The 1st Devonshire Engineer Volunteer Corps, later the Devonshire Fortress Royal Engineers, was a volunteer unit of Britain's Royal Engineers whose history dated back to 1862. The unit helped to defend the vital naval base of Plymouth, and supplied detachments for service in the field in both World Wars. During the North African campaign in the Second World War, the unit's sappers distinguished themselves in bridging the Nile and clearing minefields during and after the Second Battle of El Alamein. Their successors served on the postwar Territorial Army until 1969.

==Origins==
The enthusiasm for the Volunteer movement following an invasion scare in 1859 led to the creation of many Rifle, Artillery and Engineer Volunteer units composed of part-time soldiers eager to supplement the Regular British Army in time of need. One such unit was the 1st Devonshire Engineer Volunteer Corps (EVC) formed at Torquay, with the first officers' commissions dated 28 January 1862.

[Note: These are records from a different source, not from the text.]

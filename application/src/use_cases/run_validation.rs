//! Run validation use case
//!
//! Launches N independent classification runs over private copies of a
//! base directory, at most `n_workers` at a time. The first failure cancels
//! the rest of the batch; metadata is produced only when every run
//! succeeded.

use crate::config::ValidationParams;
use crate::ports::iteration_runner::{IterationRunner, RunnerError};
use crate::ports::progress::{NoValidationProgress, ValidationProgress};
use ecogroup_domain::{
    ValidationMetadata, base_name_from_dir, iteration_dir_name,
    validation::METADATA_TIMESTAMP_FORMAT,
};
use std::path::{Path, PathBuf};
use std::sync::Arc;
use thiserror::Error;
use tokio::sync::Semaphore;
use tokio::task::JoinSet;
use tokio_util::sync::CancellationToken;
use tracing::{error, info, warn};

#[derive(Error, Debug)]
pub enum RunValidationError {
    #[error("Base directory {0} does not exist")]
    BaseDirMissing(PathBuf),

    #[error("Base directory is missing required files: {}", .0.join(", "))]
    MissingRequiredFiles(Vec<String>),

    #[error("Base directory {0} has no parent directory")]
    NoParent(PathBuf),

    #[error("Number of iterations must be at least 1")]
    NoIterations,

    #[error("Iteration {index} failed: {source}")]
    IterationFailed {
        index: usize,
        #[source]
        source: RunnerError,
    },

    #[error("Validation cancelled")]
    Cancelled,

    #[error("Worker task failed: {0}")]
    WorkerPanicked(String),
}

/// Input for the RunValidation use case
#[derive(Debug, Clone)]
pub struct RunValidationInput {
    /// Directory named `<base>_base` holding a prepared run.
    pub base_dir: PathBuf,
    /// Files that must exist in `base_dir` before anything is copied.
    pub required_files: Vec<String>,
    pub params: ValidationParams,
}

impl RunValidationInput {
    pub fn new(base_dir: impl Into<PathBuf>) -> Self {
        Self {
            base_dir: base_dir.into(),
            required_files: Vec::new(),
            params: ValidationParams::default(),
        }
    }

    pub fn with_required_files(mut self, files: Vec<String>) -> Self {
        self.required_files = files;
        self
    }

    pub fn with_params(mut self, params: ValidationParams) -> Self {
        self.params = params;
        self
    }
}

/// Use case for running a validation batch
pub struct RunValidationUseCase<R: IterationRunner + 'static> {
    runner: Arc<R>,
}

impl<R: IterationRunner + 'static> RunValidationUseCase<R> {
    pub fn new(runner: Arc<R>) -> Self {
        Self { runner }
    }

    pub async fn execute(
        &self,
        input: RunValidationInput,
        cancel: CancellationToken,
    ) -> Result<ValidationMetadata, RunValidationError> {
        self.execute_with_progress(input, cancel, &NoValidationProgress)
            .await
    }

    pub async fn execute_with_progress(
        &self,
        input: RunValidationInput,
        cancel: CancellationToken,
        progress: &dyn ValidationProgress,
    ) -> Result<ValidationMetadata, RunValidationError> {
        let RunValidationInput {
            base_dir,
            required_files,
            params,
        } = input;

        if params.n_iterations == 0 {
            return Err(RunValidationError::NoIterations);
        }
        check_base_dir(&base_dir, &required_files).await?;

        let dir_name = base_dir
            .file_name()
            .map(|n| n.to_string_lossy().into_owned())
            .ok_or_else(|| RunValidationError::NoParent(base_dir.clone()))?;
        let parent = base_dir
            .parent()
            .ok_or_else(|| RunValidationError::NoParent(base_dir.clone()))?
            .to_path_buf();
        let base_name = base_name_from_dir(&dir_name).to_string();

        let workers = params.n_workers.max(1);
        info!(
            "Running {} iterations of '{}' with {} workers",
            params.n_iterations, base_name, workers
        );
        progress.on_batch_start(params.n_iterations, workers);

        let semaphore = Arc::new(Semaphore::new(workers));
        let mut join_set = JoinSet::new();

        for index in 1..=params.n_iterations {
            let runner = Arc::clone(&self.runner);
            let semaphore = Arc::clone(&semaphore);
            let token = cancel.child_token();
            let base_dir = base_dir.clone();
            let iteration_dir = parent.join(iteration_dir_name(&base_name, index));
            let timeout = params.timeout;

            join_set.spawn(async move {
                let permit = tokio::select! {
                    biased;
                    _ = token.cancelled() => None,
                    permit = semaphore.acquire_owned() => permit.ok(),
                };
                let Some(_permit) = permit.filter(|_| !token.is_cancelled()) else {
                    return (index, iteration_dir, Err(RunnerError::Cancelled));
                };

                let result = match runner.prepare(&base_dir, &iteration_dir).await {
                    Ok(()) => runner.run(&iteration_dir, timeout, token).await,
                    Err(e) => Err(e),
                };
                (index, iteration_dir, result)
            });
        }

        let mut succeeded: Vec<(usize, PathBuf)> = Vec::new();
        let mut failure: Option<RunValidationError> = None;

        while let Some(joined) = join_set.join_next().await {
            match joined {
                Ok((index, dir, Ok(()))) => {
                    info!("Iteration {} finished in {}", index, dir.display());
                    progress.on_iteration_complete(index, true);
                    succeeded.push((index, dir));
                }
                Ok((index, _, Err(RunnerError::Cancelled))) => {
                    progress.on_iteration_complete(index, false);
                    failure.get_or_insert(RunValidationError::Cancelled);
                }
                Ok((index, dir, Err(e))) => {
                    error!("Iteration {} in {} failed: {}", index, dir.display(), e);
                    progress.on_iteration_complete(index, false);
                    if failure.is_none() || matches!(failure, Some(RunValidationError::Cancelled)) {
                        failure = Some(RunValidationError::IterationFailed { index, source: e });
                    }
                    cancel.cancel();
                }
                Err(e) => {
                    error!("Worker task failed: {}", e);
                    failure.get_or_insert(RunValidationError::WorkerPanicked(e.to_string()));
                    cancel.cancel();
                }
            }
        }

        progress.on_batch_complete(succeeded.len(), params.n_iterations);

        if let Some(err) = failure {
            warn!(
                "Validation stopped: {} of {} iterations succeeded",
                succeeded.len(),
                params.n_iterations
            );
            return Err(err);
        }

        succeeded.sort_by_key(|(index, _)| *index);
        Ok(ValidationMetadata {
            base_name,
            base_dir: base_dir.display().to_string(),
            num_iterations: params.n_iterations,
            successful_iterations: succeeded.len(),
            iteration_dirs: succeeded
                .into_iter()
                .map(|(_, dir)| dir.display().to_string())
                .collect(),
            timestamp: chrono::Local::now()
                .format(METADATA_TIMESTAMP_FORMAT)
                .to_string(),
        })
    }
}

async fn check_base_dir(base_dir: &Path, required: &[String]) -> Result<(), RunValidationError> {
    if !tokio::fs::try_exists(base_dir).await.unwrap_or(false) {
        return Err(RunValidationError::BaseDirMissing(base_dir.to_path_buf()));
    }

    let mut missing = Vec::new();
    for file in required {
        if !tokio::fs::try_exists(base_dir.join(file))
            .await
            .unwrap_or(false)
        {
            missing.push(file.clone());
        }
    }
    if missing.is_empty() {
        Ok(())
    } else {
        Err(RunValidationError::MissingRequiredFiles(missing))
    }
}
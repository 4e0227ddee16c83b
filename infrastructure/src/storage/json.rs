//! JSON file helpers with atomic replacement

use serde::Serialize;
use serde::de::DeserializeOwned;
use std::io;
use std::path::{Path, PathBuf};

/// Write `bytes` to a sibling temp file, then rename it over `path`.
///
/// Readers see either the old or the new content, never a partial file.
pub async fn write_atomic(path: &Path, bytes: &[u8]) -> io::Result<()> {
    if let Some(parent) = path.parent()
        && !parent.as_os_str().is_empty()
    {
        tokio::fs::create_dir_all(parent).await?;
    }
    let tmp = temp_path(path);
    tokio::fs::write(&tmp, bytes).await?;
    if let Err(e) = tokio::fs::rename(&tmp, path).await {
        let _ = tokio::fs::remove_file(&tmp).await;
        return Err(e);
    }
    Ok(())
}

/// Pretty-print `value` and write it atomically.
pub async fn write_json<T: Serialize + ?Sized>(path: &Path, value: &T) -> io::Result<()> {
    let bytes = serde_json::to_vec_pretty(value).map_err(io::Error::other)?;
    write_atomic(path, &bytes).await
}

/// Read and decode a JSON file. `Ok(None)` when the file does not exist.
pub async fn read_json<T: DeserializeOwned>(path: &Path) -> io::Result<Option<T>> {
    let bytes = match tokio::fs::read(path).await {
        Ok(bytes) => bytes,
        Err(e) if e.kind() == io::ErrorKind::NotFound => return Ok(None),
        Err(e) => return Err(e),
    };
    serde_json::from_slice(&bytes)
        .map(Some)
        .map_err(|e| io::Error::new(io::ErrorKind::InvalidData, e))
}

fn temp_path(path: &Path) -> PathBuf {
    let mut name = path
        .file_name()
        .map(|n| n.to_os_string())
        .unwrap_or_default();
    name.push(format!(".{}.tmp", std::process::id()));
    path.with_file_name(name)
}

#[cfg(test)]
mod tests {
    use super::*;
    use serde_json::{Value, json};

    #[tokio::test]
    async fn test_write_then_read() {
        let dir = tempfile::tempdir().unwrap();
        let path = dir.path().join("nested").join("groups.json");

        write_json(&path, &json!({"Fish": "Bony fish"})).await.unwrap();
        let value: Option<Value> = read_json(&path).await.unwrap();
        assert_eq!(value, Some(json!({"Fish": "Bony fish"})));

        // no temp file left behind
        let names: Vec<_> = std::fs::read_dir(path.parent().unwrap())
            .unwrap()
            .map(|e| e.unwrap().file_name())
            .collect();
        assert_eq!(names.len(), 1);
    }

    #[tokio::test]
    async fn test_missing_file_is_none() {
        let dir = tempfile::tempdir().unwrap();
        let value: Option<Value> = read_json(&dir.path().join("absent.json")).await.unwrap();
        assert!(value.is_none());
    }

    #[tokio::test]
    async fn test_invalid_json_is_error() {
        let dir = tempfile::tempdir().unwrap();
        let path = dir.path().join("broken.json");
        std::fs::write(&path, "{not json").unwrap();
        let err = read_json::<Value>(&path).await.unwrap_err();
        assert_eq!(err.kind(), io::ErrorKind::InvalidData);
    }
}
//! JSON checkpoint store
//!
//! Keeps the assignment store, the extra-group store and the processed taxa
//! set in three JSON files inside the run directory. Each file is replaced
//! atomically, so an interrupted save leaves the previous rank's state.

use super::json::{read_json, write_json};
use crate::layout::RunLayout;
use async_trait::async_trait;
use ecogroup_application::{CheckpointError, CheckpointStore};
use ecogroup_domain::{AssignmentStore, Checkpoint, ProcessedTaxaSet};
use serde::de::DeserializeOwned;
use std::path::{Path, PathBuf};
use tracing::debug;

pub struct JsonCheckpointStore {
    assignments: PathBuf,
    extra_groups: PathBuf,
    processed: PathBuf,
}

impl JsonCheckpointStore {
    pub fn new(layout: &RunLayout) -> Self {
        Self {
            assignments: layout.assignments(),
            extra_groups: layout.extra_groups(),
            processed: layout.processed_taxa(),
        }
    }
}

async fn load_or_default<T: DeserializeOwned + Default>(
    path: &Path,
) -> Result<T, CheckpointError> {
    read_json(path)
        .await
        .map(Option::unwrap_or_default)
        .map_err(|e| CheckpointError::Decode {
            path: path.display().to_string(),
            message: e.to_string(),
        })
}

async fn save_to<T: serde::Serialize>(path: &Path, value: &T) -> Result<(), CheckpointError> {
    write_json(path, value)
        .await
        .map_err(|e| CheckpointError::Io {
            path: path.display().to_string(),
            message: e.to_string(),
        })
}

#[async_trait]
impl CheckpointStore for JsonCheckpointStore {
    async fn load(&self) -> Result<Checkpoint, CheckpointError> {
        let assignments: AssignmentStore = load_or_default(&self.assignments).await?;
        let extra_groups: AssignmentStore = load_or_default(&self.extra_groups).await?;
        let processed: ProcessedTaxaSet = load_or_default(&self.processed).await?;

        let checkpoint = Checkpoint::restore(assignments, extra_groups, processed);
        debug!(
            "Loaded checkpoint: {} groups, {} processed taxa",
            checkpoint.assignments.len(),
            checkpoint.processed.len()
        );
        Ok(checkpoint)
    }

    async fn save(&self, checkpoint: &Checkpoint) -> Result<(), CheckpointError> {
        save_to(&self.assignments, &checkpoint.assignments).await?;
        save_to(&self.extra_groups, &checkpoint.extra_groups).await?;
        save_to(&self.processed, &checkpoint.processed).await
    }
}

#[cfg(test)]
mod tests {
    use super::*;
    use ecogroup_domain::TaxonNode;

    #[tokio::test]
    async fn test_missing_files_give_empty_checkpoint() {
        let dir = tempfile::tempdir().unwrap();
        let store = JsonCheckpointStore::new(&RunLayout::new(dir.path()));

        let checkpoint = store.load().await.unwrap();
        assert_eq!(checkpoint, Checkpoint::new());
    }

    #[tokio::test]
    async fn test_save_and_reload() {
        let dir = tempfile::tempdir().unwrap();
        let layout = RunLayout::new(dir.path());
        let store = JsonCheckpointStore::new(&layout);

        let mut checkpoint = Checkpoint::new();
        checkpoint.assignments.assign(
            "Demersal fish",
            "Gadidae",
            TaxonNode::new().with_child("Gadus morhua", TaxonNode::leaf("69")),
        );
        checkpoint
            .extra_groups
            .assign("Jellyfish", "Scyphozoa", TaxonNode::new());
        checkpoint.processed.insert("Gadidae");
        checkpoint.processed.insert("Scyphozoa");
        store.save(&checkpoint).await.unwrap();
        // saving twice is harmless
        store.save(&checkpoint).await.unwrap();

        let reloaded = store.load().await.unwrap();
        assert_eq!(reloaded, checkpoint);
        assert!(store.contains("Gadidae").await.unwrap());

        let raw: serde_json::Value =
            serde_json::from_str(&std::fs::read_to_string(layout.assignments()).unwrap()).unwrap();
        assert_eq!(
            raw["Demersal fish"]["Gadidae"]["Gadus morhua"]["specCode"],
            "69"
        );
    }

    #[tokio::test]
    async fn test_processed_set_rebuilt_from_assignments() {
        let dir = tempfile::tempdir().unwrap();
        let layout = RunLayout::new(dir.path());
        std::fs::write(
            layout.assignments(),
            r#"{"Fish": {"Gadidae": {"Gadus morhua": {"specCode": 69}}}}"#,
        )
        .unwrap();

        let store = JsonCheckpointStore::new(&layout);
        let checkpoint = store.load().await.unwrap();
        assert!(checkpoint.is_processed("Gadidae"));
    }

    #[tokio::test]
    async fn test_corrupt_file_is_decode_error() {
        let dir = tempfile::tempdir().unwrap();
        let layout = RunLayout::new(dir.path());
        std::fs::write(layout.processed_taxa(), "[1, 2").unwrap();

        let store = JsonCheckpointStore::new(&layout);
        assert!(matches!(
            store.load().await,
            Err(CheckpointError::Decode { .. })
        ));
    }
}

The 1st Devonshire EVC was attached for administrative purposes to the 1st (Exeter and South Devon) Devonshire Rifle Volunteer Corps from April 1863 until August 1869, when it joined the 1st Administrative Battalion, Gloucestershire Engineer Volunteers. With the reorganisation of the Volunteer Force in 1880, the Gloucestershire Admin Bn was consolidated as the 1st Gloucestershire (Gloucester, Somerset and Devon) Engineer Volunteer Corps, with the 1st Devon providing E Company at Torquay and F Company at Exeter. The unit became the 1st Gloucestershire (The Western Counties) Engineer Volunteers, Royal Engineers, after the Somerset unit left in 1888. The EVC titles were abandoned in 1888, when the units became 'Engineer Volunteers, Royal Engineers', proclaiming their affiliation to the Regular RE, and then simply 'Royal Engineers (Volunteers)' in 1896.

In August 1889, the Devon and Somerset companies were removed from the Gloucestershire battalion and constituted as a separate 1st Devonshire and Somersetshire RE (V), with its HQ at the Priory, Colleton Crescent, Exeter.

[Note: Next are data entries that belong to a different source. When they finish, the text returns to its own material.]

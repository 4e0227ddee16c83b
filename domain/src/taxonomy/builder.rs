//! Taxonomic hierarchy builder
//!
//! Turns flat species records into the nested [`TaxonNode`] tree keyed
//! Kingdom → Phylum → … → Species.
//!
//! Blank taxonomy fields (empty strings, `"nan"`, `"None"`, `null`) are
//! skipped, so a record missing its Family hangs its Genus directly below
//! its Order. When two records share an identical full path the later one
//! overwrites the leaf payload (last write wins); every overwrite is logged
//! and counted in [`Hierarchy::collisions`].

use super::node::{TaxonNode, UNKNOWN_SPEC_CODE, spec_code_to_string};
use super::rank::Rank;
use serde_json::Value;
use std::collections::BTreeMap;
use tracing::{debug, warn};

/// Whether a raw taxonomy value should be treated as absent.
pub fn is_blank_taxon(raw: &str) -> bool {
    let trimmed = raw.trim();
    trimmed.is_empty()
        || ["nan", "none", "null", "na", "n/a"]
            .iter()
            .any(|blank| trimmed.eq_ignore_ascii_case(blank))
}

/// One species as harvested by the upstream data download step.
#[derive(Debug, Clone, Default, PartialEq)]
pub struct SpeciesRecord {
    /// Record key (usually the binomial name).
    pub name: String,
    /// Non-blank taxonomy fields by rank.
    pub taxonomy: BTreeMap<Rank, String>,
    pub spec_code: Option<String>,
    pub ecology: Option<Value>,
    pub diet: Option<Value>,
}

impl SpeciesRecord {
    pub fn new(name: impl Into<String>) -> Self {
        Self {
            name: name.into(),
            ..Self::default()
        }
    }

    pub fn with_rank(mut self, rank: Rank, value: impl Into<String>) -> Self {
        let value = value.into();
        if !is_blank_taxon(&value) {
            self.taxonomy.insert(rank, value.trim().to_string());
        }
        self
    }

    pub fn with_spec_code(mut self, spec_code: impl Into<String>) -> Self {
        self.spec_code = Some(spec_code.into());
        self
    }

    pub fn with_ecology(mut self, ecology: Value) -> Self {
        self.ecology = Some(ecology);
        self
    }

    /// Parse one entry of the species data file.
    ///
    /// Expected shape: `{"taxonomy": {...}, "ecology": {...}, "diet": {...}}`.
    /// `Species` defaults to the record key when the taxonomy lacks it.
    pub fn from_json(name: &str, value: &Value) -> Self {
        let mut record = SpeciesRecord::new(name);
        let taxonomy = value.get("taxonomy");

        for rank in Rank::ALL {
            let raw = taxonomy
                .and_then(|t| t.get(rank.as_str()))
                .and_then(Value::as_str);
            if let Some(raw) = raw {
                record = record.with_rank(rank, raw);
            }
        }
        if !record.taxonomy.contains_key(&Rank::Species) {
            record = record.with_rank(Rank::Species, name);
        }

        record.spec_code = find_spec_code(value);
        record.ecology = non_empty(value.get("ecology"));
        record.diet = non_empty(value.get("diet"));
        record
    }

    /// Ordered path of taxon names from kingdom to species.
    pub fn path(&self) -> Vec<&str> {
        self.taxonomy.values().map(String::as_str).collect()
    }
}

/// Look up a species code: taxonomy first, then the record, then any
/// ecology source block.
fn find_spec_code(value: &Value) -> Option<String> {
    let direct = value
        .get("taxonomy")
        .and_then(|t| t.get("SpecCode"))
        .or_else(|| value.get("SpecCode"))
        .or_else(|| value.get("specCode"))
        .filter(|v| !v.is_null());
    if let Some(code) = direct {
        return Some(spec_code_to_string(code));
    }

    value
        .get("ecology")
        .and_then(Value::as_object)?
        .values()
        .filter_map(|source| source.get("specCode"))
        .find(|v| !v.is_null())
        .map(spec_code_to_string)
}

fn non_empty(value: Option<&Value>) -> Option<Value> {
    match value {
        None | Some(Value::Null) => None,
        Some(Value::Object(map)) if map.is_empty() => None,
        Some(Value::Array(items)) if items.is_empty() => None,
        Some(v) => Some(v.clone()),
    }
}

/// Result of building the hierarchy.
#[derive(Debug, Clone, Default)]
pub struct Hierarchy {
    pub root: TaxonNode,
    /// Records placed in the tree.
    pub species_count: usize,
    /// Records dropped because every taxonomy field was blank.
    pub skipped: usize,
    /// Records whose leaf overwrote an earlier record's payload.
    pub collisions: usize,
}

/// Incremental builder for the taxonomic tree.
#[derive(Debug, Default)]
pub struct HierarchyBuilder {
    hierarchy: Hierarchy,
}

impl HierarchyBuilder {
    pub fn new() -> Self {
        Self::default()
    }

    /// Insert one record. Returns `false` if it had no usable taxonomy.
    pub fn add(&mut self, record: SpeciesRecord) -> bool {
        if record.taxonomy.is_empty() {
            debug!("Skipping '{}': no taxonomy fields", record.name);
            self.hierarchy.skipped += 1;
            return false;
        }

        let mut current = &mut self.hierarchy.root;
        for taxon in record.taxonomy.values() {
            current = current.child_entry(taxon);
        }

        let spec_code = record
            .spec_code
            .unwrap_or_else(|| UNKNOWN_SPEC_CODE.to_string());
        if current.set_leaf_payload(spec_code, record.ecology, record.diet) {
            warn!(
                "Duplicate taxonomy path for '{}'; keeping the later record",
                record.name
            );
            self.hierarchy.collisions += 1;
        }
        self.hierarchy.species_count += 1;
        true
    }

    pub fn extend(&mut self, records: impl IntoIterator<Item = SpeciesRecord>) {
        for record in records {
            self.add(record);
        }
    }

    pub fn build(self) -> Hierarchy {
        self.hierarchy
    }
}

/// Build the hierarchy from a species data object (`{name: record}`).
pub fn build_hierarchy(species_data: &serde_json::Map<String, Value>) -> Hierarchy {
    let mut builder = HierarchyBuilder::new();
    builder.extend(
        species_data
            .iter()
            .map(|(name, value)| SpeciesRecord::from_json(name, value)),
    );
    builder.build()
}

#[cfg(test)]
mod tests {
    use super::*;
    use serde_json::json;

    #[test]
    fn test_blank_taxon_values() {
        assert!(is_blank_taxon(""));
        assert!(is_blank_taxon("  "));
        assert!(is_blank_taxon("nan"));
        assert!(is_blank_taxon("NaN"));
        assert!(is_blank_taxon("None"));
        assert!(!is_blank_taxon("Gadus"));
    }

    #[test]
    fn test_record_from_json_skips_blank_fields() {
        let value = json!({
            "taxonomy": {
                "Kingdom": "Animalia",
                "Phylum": "Chordata",
                "Class": "nan",
                "Order": null,
                "Family": "Gadidae",
                "Genus": "Gadus"
            },
            "ecology": {"SeaLifeBase": {}, "FishBase": {"specCode": 69}},
        });
        let record = SpeciesRecord::from_json("Gadus morhua", &value);
        assert_eq!(
            record.path(),
            vec!["Animalia", "Chordata", "Gadidae", "Gadus", "Gadus morhua"]
        );
        assert_eq!(record.spec_code.as_deref(), Some("69"));
        assert!(record.ecology.is_some());
        assert!(record.diet.is_none());
    }

    #[test]
    fn test_spec_code_prefers_taxonomy() {
        let value = json!({
            "taxonomy": {"Genus": "Gadus", "SpecCode": "1"},
            "SpecCode": "2",
        });
        let record = SpeciesRecord::from_json("Gadus morhua", &value);
        assert_eq!(record.spec_code.as_deref(), Some("1"));
    }

    #[test]
    fn test_builder_one_path_per_record() {
        let data = json!({
            "Gadus morhua": {"taxonomy": {"Kingdom": "Animalia", "Family": "Gadidae"}},
            "Melanogrammus aeglefinus": {"taxonomy": {"Kingdom": "Animalia", "Family": "Gadidae"}},
            "Zostera marina": {"taxonomy": {"Kingdom": "Plantae"}},
        });
        let hierarchy = build_hierarchy(data.as_object().unwrap());

        assert_eq!(hierarchy.species_count, 3);
        assert_eq!(hierarchy.root.leaf_count(), 3);
        let cod = hierarchy
            .root
            .node_at(&["Animalia", "Gadidae", "Gadus morhua"])
            .unwrap();
        assert_eq!(cod.spec_code(), Some(UNKNOWN_SPEC_CODE));
    }

    #[test]
    fn test_duplicate_path_last_write_wins() {
        let mut builder = HierarchyBuilder::new();
        builder.add(
            SpeciesRecord::new("a")
                .with_rank(Rank::Genus, "Gadus")
                .with_rank(Rank::Species, "Gadus morhua")
                .with_spec_code("1"),
        );
        builder.add(
            SpeciesRecord::new("b")
                .with_rank(Rank::Genus, "Gadus")
                .with_rank(Rank::Species, "Gadus morhua")
                .with_spec_code("2"),
        );
        let hierarchy = builder.build();
        assert_eq!(hierarchy.collisions, 1);
        assert_eq!(
            hierarchy
                .root
                .node_at(&["Gadus", "Gadus morhua"])
                .unwrap()
                .spec_code(),
            Some("2")
        );
    }

    #[test]
    fn test_record_without_taxonomy_is_skipped() {
        let mut builder = HierarchyBuilder::new();
        assert!(!builder.add(SpeciesRecord::new("   ")));
        let hierarchy = builder.build();
        assert_eq!(hierarchy.skipped, 1);
        assert_eq!(hierarchy.species_count, 0);
    }
}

The 1st Devonshire and Somerset RE (V) sent a detachment of one officer and 25 other ranks to assist the regular REs during the Second Boer War in 1900, and a second section the following year.

==Territorial Force==
When the Volunteers were subsumed into the new Territorial Force (TF) in 1908, the Devon and Somerset Engineers were split to form the Devonshire Fortress Royal Engineers at Plymouth and the divisional engineer companies for the Wessex Division, which were based in Somerset (except for part of the signal company, which remained at Exeter).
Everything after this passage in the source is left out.